Joaquín la miró fijamente (o eso intentó), levantó el dedo índice, la señaló con él, bajó el dedo índice, señaló hacia el suelo, volvió a mirarla fijamente (o eso intentó), acercó su cara a la de ella y la besó. Joaquín tenía entonces catorce años, se había cortado el pelo y le había cambiado la voz. Ya no le veía tanto como antes. Por desgracia (para ella), él seguía en el colegio mientras María José pasó al instituto. Menudo drama. No le gustaba, el instituto. No pegaba en él. En realidad, sentía que no pegaba en ningún sitio, pero en el colegio, al menos, todos estaban acostumbrados a verse las caras, y estaba Joaquín. El instituto, sin embargo, era un mundo nuevo, diferente, más amargo sin Joaquín para dulcificarlo. No le pasaban ni una.
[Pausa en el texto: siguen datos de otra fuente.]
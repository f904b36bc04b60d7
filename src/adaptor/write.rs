//! Turns native field maps into commit writes, pulling value sentinels out
//! into field transforms.

use std::collections::BTreeMap;

use crate::adaptor::datastore::WriteOperation;
use crate::error::{invalid_argument, DbResult};
use crate::model::{DocumentKey, FieldPath};
use crate::value::{MapValue, Sentinel, Value, ValueKind};

/// Describes a single field transform applied during a write.
#[derive(Clone, Debug, PartialEq)]
pub struct FieldTransform {
    field_path: FieldPath,
    operation: TransformOperation,
}

impl FieldTransform {
    pub fn new(field_path: FieldPath, operation: TransformOperation) -> Self {
        Self {
            field_path,
            operation,
        }
    }

    pub fn field_path(&self) -> &FieldPath {
        &self.field_path
    }

    pub fn operation(&self) -> &TransformOperation {
        &self.operation
    }
}

#[derive(Clone, Debug, PartialEq)]
pub enum TransformOperation {
    ServerTimestamp,
    Increment(Value),
    ArrayUnion(Vec<Value>),
    ArrayRemove(Vec<Value>),
}

#[derive(Clone, Copy, PartialEq, Eq)]
enum Mode {
    Set,
    Merge,
    Update,
}

impl Mode {
    fn allows_delete(self) -> bool {
        !matches!(self, Mode::Set)
    }
}

struct Sanitized {
    transforms: Vec<FieldTransform>,
    deletes: Vec<FieldPath>,
}

/// Full overwrite of `key` with `data`.
pub fn set_operation(key: DocumentKey, data: MapValue) -> DbResult<WriteOperation> {
    let mut acc = Sanitized::new();
    let data = sanitize_map(data, &[], Mode::Set, &mut acc)?;
    Ok(WriteOperation::Set {
        key,
        data: MapValue::new(data),
        mask: None,
        transforms: acc.transforms,
    })
}

/// Merge of every field present in `data` into `key`, creating the document
/// when it does not exist.
pub fn merge_operation(key: DocumentKey, data: MapValue) -> DbResult<WriteOperation> {
    let mut acc = Sanitized::new();
    let data = sanitize_map(data, &[], Mode::Merge, &mut acc)?;
    let mut mask = Vec::new();
    collect_leaf_paths(&data, &mut Vec::new(), &mut mask)?;
    mask.extend(acc.deletes);
    Ok(WriteOperation::Set {
        key,
        data: MapValue::new(data),
        mask: Some(mask),
        transforms: acc.transforms,
    })
}

/// Partial update of an existing document. Each entry replaces the value at
/// its path; `Sentinel::Delete` removes it.
pub fn update_operation(
    key: DocumentKey,
    fields: Vec<(FieldPath, Value)>,
) -> DbResult<WriteOperation> {
    if fields.is_empty() {
        return Err(invalid_argument(
            "update requires at least one field/value pair",
        ));
    }
    ensure_disjoint(fields.iter().map(|(path, _)| path))?;

    let mut data = MapValue::default();
    let mut field_paths = Vec::new();
    let mut acc = Sanitized::new();
    for (path, value) in fields {
        match value.into_kind() {
            ValueKind::Sentinel(Sentinel::Delete) => field_paths.push(path),
            ValueKind::Sentinel(sentinel) => {
                acc.transforms.push(transform_from_sentinel(path, sentinel)?);
            }
            ValueKind::Map(map) => {
                let cleaned = sanitize_map(map, path.segments(), Mode::Update, &mut acc)?;
                data.set_path(&path, Value::from_map(cleaned));
                field_paths.push(path);
            }
            other => {
                let value = Value::from(other);
                assert_no_sentinel(&value, &path)?;
                data.set_path(&path, value);
                field_paths.push(path);
            }
        }
    }

    Ok(WriteOperation::Update {
        key,
        data,
        field_paths,
        transforms: acc.transforms,
    })
}

impl Sanitized {
    fn new() -> Self {
        Self {
            transforms: Vec::new(),
            deletes: Vec::new(),
        }
    }
}

fn sanitize_map(
    data: MapValue,
    parent: &[String],
    mode: Mode,
    acc: &mut Sanitized,
) -> DbResult<BTreeMap<String, Value>> {
    let mut cleaned = BTreeMap::new();
    for (key, value) in data.into_fields() {
        let mut segments = parent.to_vec();
        segments.push(key.clone());
        let field_path = FieldPath::new(segments.clone())?;
        match value.into_kind() {
            ValueKind::Sentinel(Sentinel::Delete) => {
                if mode != Mode::Merge {
                    let reason = if mode.allows_delete() {
                        "can only appear at the top level of update data"
                    } else {
                        "is only allowed in updates and merges"
                    };
                    return Err(invalid_argument(format!(
                        "Field delete at '{}' {reason}",
                        field_path.canonical_string()
                    )));
                }
                acc.deletes.push(field_path);
            }
            ValueKind::Sentinel(sentinel) => {
                acc.transforms
                    .push(transform_from_sentinel(field_path, sentinel)?);
            }
            ValueKind::Map(map) => {
                let was_empty = map.is_empty();
                let nested = sanitize_map(map, &segments, mode, acc)?;
                if was_empty || !nested.is_empty() {
                    cleaned.insert(key, Value::from_map(nested));
                }
            }
            other => {
                let value = Value::from(other);
                assert_no_sentinel(&value, &field_path)?;
                cleaned.insert(key, value);
            }
        }
    }
    Ok(cleaned)
}

fn transform_from_sentinel(field_path: FieldPath, sentinel: Sentinel) -> DbResult<FieldTransform> {
    let operation = match sentinel {
        Sentinel::ServerTimestamp => TransformOperation::ServerTimestamp,
        Sentinel::Increment(operand) => match operand.kind() {
            ValueKind::Integer(_) | ValueKind::Double(_) => TransformOperation::Increment(*operand),
            _ => {
                return Err(invalid_argument(format!(
                    "Increment at '{}' requires a numeric operand",
                    field_path.canonical_string()
                )))
            }
        },
        Sentinel::ArrayUnion(elements) => {
            for element in &elements {
                assert_no_sentinel(element, &field_path)?;
            }
            TransformOperation::ArrayUnion(elements)
        }
        Sentinel::ArrayRemove(elements) => {
            for element in &elements {
                assert_no_sentinel(element, &field_path)?;
            }
            TransformOperation::ArrayRemove(elements)
        }
        Sentinel::Delete => {
            return Err(invalid_argument(format!(
                "Field delete at '{}' cannot be used as a transform",
                field_path.canonical_string()
            )))
        }
    };
    Ok(FieldTransform::new(field_path, operation))
}

fn assert_no_sentinel(value: &Value, context: &FieldPath) -> DbResult<()> {
    if value.contains_sentinel() {
        return Err(invalid_argument(format!(
            "Field value sentinels cannot be used inside arrays (field '{}')",
            context.canonical_string()
        )));
    }
    Ok(())
}

fn collect_leaf_paths(
    data: &BTreeMap<String, Value>,
    prefix: &mut Vec<String>,
    out: &mut Vec<FieldPath>,
) -> DbResult<()> {
    for (key, value) in data {
        prefix.push(key.clone());
        match value.kind() {
            ValueKind::Map(map) if !map.is_empty() => {
                collect_leaf_paths(map.fields(), prefix, out)?;
            }
            _ => out.push(FieldPath::new(prefix.clone())?),
        }
        prefix.pop();
    }
    Ok(())
}

fn ensure_disjoint<'a>(paths: impl Iterator<Item = &'a FieldPath>) -> DbResult<()> {
    let mut sorted: Vec<&FieldPath> = paths.collect();
    sorted.sort();
    for pair in sorted.windows(2) {
        if pair[0].is_prefix_of(pair[1]) {
            return Err(invalid_argument(format!(
                "Field '{}' is updated together with its parent '{}'",
                pair[1].canonical_string(),
                pair[0].canonical_string()
            )));
        }
    }
    Ok(())
}

#[cfg(test)]
mod tests {
    use super::*;

    fn key() -> DocumentKey {
        DocumentKey::parse("posts/p1").unwrap()
    }

    fn path(text: &str) -> FieldPath {
        FieldPath::from_dot_separated(text).unwrap()
    }

    fn map(entries: Vec<(&str, Value)>) -> MapValue {
        MapValue::new(
            entries
                .into_iter()
                .map(|(k, v)| (k.to_string(), v))
                .collect(),
        )
    }

    #[test]
    fn set_moves_sentinels_into_transforms() {
        let write = set_operation(
            key(),
            map(vec![
                ("text", Value::from_string("hi")),
                ("date", Value::server_timestamp()),
            ]),
        )
        .unwrap();
        let WriteOperation::Set {
            data,
            mask,
            transforms,
            ..
        } = write
        else {
            panic!("expected set");
        };
        assert!(mask.is_none());
        assert!(data.get("date").is_none());
        assert_eq!(
            transforms,
            vec![FieldTransform::new(
                path("date"),
                TransformOperation::ServerTimestamp
            )]
        );
    }

    #[test]
    fn set_rejects_field_deletes() {
        let err = set_operation(key(), map(vec![("gone", Value::delete_field())])).unwrap_err();
        assert!(err.message().contains("updates and merges"));
    }

    #[test]
    fn merge_masks_leaves_and_deletes() {
        let write = merge_operation(
            key(),
            map(vec![
                (
                    "stats",
                    Value::from_map(map(vec![("views", Value::from_integer(3))])),
                ),
                ("draft", Value::delete_field()),
                ("likes", Value::increment(Value::from_integer(1))),
            ]),
        )
        .unwrap();
        let WriteOperation::Set {
            mask, transforms, ..
        } = write
        else {
            panic!("expected set");
        };
        assert_eq!(mask.unwrap(), vec![path("stats.views"), path("draft")]);
        assert_eq!(transforms.len(), 1);
    }

    #[test]
    fn update_replaces_whole_entries() {
        let write = update_operation(
            key(),
            vec![
                (
                    path("address"),
                    Value::from_map(map(vec![("city", Value::from_string("Oslo"))])),
                ),
                (path("nickname"), Value::delete_field()),
            ],
        )
        .unwrap();
        let WriteOperation::Update {
            data, field_paths, ..
        } = write
        else {
            panic!("expected update");
        };
        assert_eq!(field_paths, vec![path("address"), path("nickname")]);
        assert_eq!(
            data.get_path(&path("address.city")),
            Some(&Value::from_string("Oslo"))
        );
    }

    #[test]
    fn update_rejects_overlapping_paths() {
        let err = update_operation(
            key(),
            vec![
                (path("a"), Value::from_integer(1)),
                (path("a.b"), Value::from_integer(2)),
            ],
        )
        .unwrap_err();
        assert_eq!(err.code_str(), "firestore/invalid-argument");
    }

    #[test]
    fn update_requires_fields() {
        assert!(update_operation(key(), Vec::new()).is_err());
    }

    #[test]
    fn increment_requires_numeric_operand() {
        let err = update_operation(
            key(),
            vec![(path("total"), Value::increment(Value::from_string("five")))],
        )
        .unwrap_err();
        assert_eq!(err.code_str(), "firestore/invalid-argument");
    }
}
use serde::de::DeserializeOwned;

use crate::adaptor::{Adaptor, DocMeta, NativeSnapshot};
use crate::api::reference::Ref;
use crate::error::DbResult;
use crate::value::from_native_map;

/// A typed document read from the database.
#[derive(Clone, Debug, PartialEq)]
pub struct Doc<T> {
    pub reference: Ref<T>,
    pub data: T,
    /// Snapshot metadata, when the active adaptor reports it.
    pub meta: Option<DocMeta>,
}

impl<T: DeserializeOwned> Doc<T> {
    /// Decodes a native snapshot; `None` when the document does not exist.
    pub(crate) fn from_snapshot(adaptor: &Adaptor, snapshot: NativeSnapshot) -> DbResult<Option<Self>> {
        let meta = adaptor.doc_meta(&snapshot);
        let reference = Ref::from_key(snapshot.key().clone());
        let Some(fields) = snapshot.into_data() else {
            return Ok(None);
        };
        Ok(Some(Doc {
            reference,
            data: from_native_map(fields)?,
            meta,
        }))
    }
}
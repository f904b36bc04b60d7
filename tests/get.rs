mod common;

use serde::{Deserialize, Serialize};
use typed_firestore::{
    all, batch, collection, doc_id, get, get_many, query, subcollection, FilterOperator,
    OrderDirection, Query,
};

#[derive(Clone, Debug, PartialEq, Serialize, Deserialize)]
struct Book {
    title: String,
    year: i64,
}

#[tokio::test]
async fn missing_documents_read_as_none() {
    common::setup();
    let books = collection::<Book>("books").unwrap();
    let missing = books.new_ref().unwrap();
    assert!(get(&missing).await.unwrap().is_none());
}

#[tokio::test]
async fn get_many_keeps_the_requested_order() {
    common::setup();
    let books = collection::<Book>("books").unwrap();
    let first = books.new_ref().unwrap();
    let second = books.new_ref().unwrap();
    let missing = books.new_ref().unwrap();

    let mut writes = batch();
    writes
        .set(&first, &Book { title: "Dune".into(), year: 1965 })
        .unwrap()
        .set(&second, &Book { title: "Solaris".into(), year: 1961 })
        .unwrap();
    writes.commit().await.unwrap();

    let docs = get_many(&[second.clone(), missing, first.clone()]).await.unwrap();
    assert_eq!(docs.len(), 3);
    assert_eq!(docs[0].as_ref().map(|doc| doc.data.title.as_str()), Some("Solaris"));
    assert!(docs[1].is_none());
    assert_eq!(docs[2].as_ref().map(|doc| doc.reference.clone()), Some(first));
    assert!(docs[0].as_ref().unwrap().meta.is_some());
}

#[tokio::test]
async fn queries_filter_and_order_typed_documents() {
    common::setup();
    let shelves = collection::<()>("shelves").unwrap();
    let shelf = shelves.new_ref().unwrap();
    let books = subcollection::<Book, _>(&shelf, "books").unwrap();
    for (id, title, year) in [("a", "Roadside Picnic", 1972), ("b", "Hard to Be a God", 1964), ("c", "Monday Begins on Saturday", 1965)] {
        typed_firestore::set(&books.doc_ref(id).unwrap(), &Book { title: title.into(), year })
            .await
            .unwrap();
    }

    let sixties = query(
        &books,
        Query::new()
            .where_("year", FilterOperator::LessThan, 1970)
            .unwrap()
            .order_by("year", OrderDirection::Descending)
            .unwrap(),
    )
    .await
    .unwrap();
    let titles: Vec<&str> = sixties.iter().map(|doc| doc.data.title.as_str()).collect();
    assert_eq!(titles, vec!["Monday Begins on Saturday", "Hard to Be a God"]);

    let by_id = query(&books, Query::new().where_(doc_id(), FilterOperator::Equal, "c").unwrap())
        .await
        .unwrap();
    assert_eq!(by_id.len(), 1);
    assert_eq!(by_id[0].reference.id(), "c");

    let last = query(
        &books,
        Query::new()
            .order_by("year", OrderDirection::Ascending)
            .unwrap()
            .limit_to_last(1),
    )
    .await
    .unwrap();
    assert_eq!(last[0].data.year, 1972);

    assert_eq!(all(&books).await.unwrap().len(), 3);
}
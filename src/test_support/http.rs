use std::panic;

use httpmock::MockServer;

/// Starts a mock emulator, or returns `None` (logging which test was skipped)
/// when the sandbox does not allow binding a local port.
pub fn mock_server(test: &str) -> Option<MockServer> {
    match panic::catch_unwind(MockServer::start) {
        Ok(server) => Some(server),
        Err(_) => {
            eprintln!("Skipping {test}: unable to bind httpmock server in this environment.");
            None
        }
    }
}
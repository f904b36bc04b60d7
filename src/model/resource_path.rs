use std::cmp::Ordering;
use std::fmt::{Display, Formatter};

use crate::error::{invalid_argument, DbResult};

/// Slash separated path below `projects/{p}/databases/{d}/documents`.
///
/// Odd lengths address collections, even lengths address documents.
#[derive(Clone, Debug, PartialEq, Eq, Hash)]
pub struct ResourcePath {
    segments: Vec<String>,
}

impl ResourcePath {
    pub fn root() -> Self {
        Self { segments: Vec::new() }
    }

    pub fn from_segments<I, S>(segments: I) -> Self
    where
        I: IntoIterator<Item = S>,
        S: Into<String>,
    {
        Self {
            segments: segments.into_iter().map(Into::into).collect(),
        }
    }

    /// Parses `users/42/posts`, ignoring leading and trailing slashes.
    pub fn parse(path: &str) -> DbResult<Self> {
        let trimmed = path.trim().trim_matches('/');
        if trimmed.is_empty() {
            return Ok(Self::root());
        }
        if trimmed.contains("//") {
            return Err(invalid_argument(format!(
                "Invalid path '{path}': found an empty segment"
            )));
        }
        Ok(Self::from_segments(trimmed.split('/')))
    }

    pub fn len(&self) -> usize {
        self.segments.len()
    }

    pub fn is_empty(&self) -> bool {
        self.segments.is_empty()
    }

    pub fn is_collection(&self) -> bool {
        self.len() % 2 == 1
    }

    pub fn is_document(&self) -> bool {
        !self.is_empty() && self.len() % 2 == 0
    }

    pub fn segments(&self) -> &[String] {
        &self.segments
    }

    pub fn child(&self, segment: impl Into<String>) -> Self {
        let mut segments = self.segments.clone();
        segments.push(segment.into());
        Self { segments }
    }

    pub fn parent(&self) -> Option<Self> {
        if self.segments.is_empty() {
            return None;
        }
        let mut segments = self.segments.clone();
        segments.pop();
        Some(Self { segments })
    }

    pub fn last_segment(&self) -> Option<&str> {
        self.segments.last().map(String::as_str)
    }

    pub fn canonical_string(&self) -> String {
        self.segments.join("/")
    }

    /// Renders the path for use inside a request URL, escaping each segment.
    pub fn url_encoded(&self) -> String {
        use percent_encoding::{utf8_percent_encode, NON_ALPHANUMERIC};
        self.segments
            .iter()
            .map(|segment| utf8_percent_encode(segment, NON_ALPHANUMERIC).to_string())
            .collect::<Vec<_>>()
            .join("/")
    }

    pub fn is_prefix_of(&self, other: &Self) -> bool {
        self.len() <= other.len()
            && self
                .segments
                .iter()
                .zip(other.segments.iter())
                .all(|(l, r)| l == r)
    }
}

impl PartialOrd for ResourcePath {
    fn partial_cmp(&self, other: &Self) -> Option<Ordering> {
        Some(self.cmp(other))
    }
}

impl Ord for ResourcePath {
    fn cmp(&self, other: &Self) -> Ordering {
        for (l, r) in self.segments.iter().zip(other.segments.iter()) {
            match l.cmp(r) {
                Ordering::Equal => continue,
                non_eq => return non_eq,
            }
        }
        self.len().cmp(&other.len())
    }
}

impl Display for ResourcePath {
    fn fmt(&self, f: &mut Formatter<'_>) -> std::fmt::Result {
        write!(f, "{}", self.canonical_string())
    }
}

#[cfg(test)]
mod tests {
    use super::*;

    #[test]
    fn parses_nested_collection() {
        let path = ResourcePath::parse("/users/42/posts/").unwrap();
        assert_eq!(path.len(), 3);
        assert!(path.is_collection());
        assert_eq!(path.last_segment(), Some("posts"));
        assert_eq!(path.parent().unwrap().canonical_string(), "users/42");
    }

    #[test]
    fn rejects_empty_segments() {
        let err = ResourcePath::parse("users//42").unwrap_err();
        assert_eq!(err.code_str(), "firestore/invalid-argument");
    }

    #[test]
    fn escapes_segments_for_urls() {
        let path = ResourcePath::from_segments(["users", "a b"]);
        assert_eq!(path.url_encoded(), "users/a%20b");
    }

    #[test]
    fn orders_segment_by_segment() {
        let a = ResourcePath::parse("users/a").unwrap();
        let b = ResourcePath::parse("users/b").unwrap();
        let nested = ResourcePath::parse("users/a/posts/1").unwrap();
        assert!(a < b);
        assert!(a < nested);
        assert!(a.is_prefix_of(&nested));
    }
}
El primer día que le tocó clase de gimnasia se le pegaron las sábanas (como siempre) y no pudo prepararse la bolsa de deportes. Da igual, le dijo a su madre, me voy con el chándal puesto y así gano tiempo. Sí. Tiempo ganó, porque entró en clase justo cuando el profesor de francés se disponía a cerrar la puerta, pero lo que más ganó ese día fueron miradas burlonas, gestos despectivos, bromas a sus espaldas. De reojo vio cómo sus compañeros se daban codazos unos a otros o se tapaban la nariz cuando ella pasaba, total, porque el olor a sudado se le quedó pegado a la camiseta el resto de la mañana. Pues no huele tanto, le dijo Marga, y eso que para evitar el desastre intentó convencerla para que hablase con la profesora de gimnasia, que se llamaba Alicia y que había sido gimnasta profesional antes de dedicarse a la enseñanza.

—Seguro que te deja que no des la clase si no puedes cambiarte de ropa.

—Pero es que sí llevo ropa.

—Ya. Me refiero a
otra
ropa.

María José no comprendía dónde estaba el problema, así que no habló con la ex gimnasta profesional y no le dijo a nadie que no tenía nada más que ponerse después de saltar el potro, hacer abdominales y correr el equivalente a dos kilómetros dando vueltas alrededor del patio. Se estuvieron burlando de ella hasta el día en que Rosa Nieto se olvidó de ponerse las bragas después de ducharse y tuvo que quedarse sentada toda la mañana porque cada vez que se movía de la silla le levantaban la falda para verle el culo. María José le agradeció a Rosa aquel olvido más de lo que nadie pudo imaginarse jamás, pero siguió sin encajar en el instituto. Casi todas eran guapas. La que no era guapa era lista. La que no era lista era graciosa. La que no era graciosa era rica. La que no era rica era guapa. Era un círculo vicioso que sólo se rompía con unas pocas que eran varias cosas a la vez (Marga, por ejemplo, no era rica pero sí era guapa, lista y graciosa, pero como era su amiga no se lo tenía en cuenta), y de remate, muchas de ellas se enrollaban con Joaquín cada fin de semana y lo comentaban sin reparos.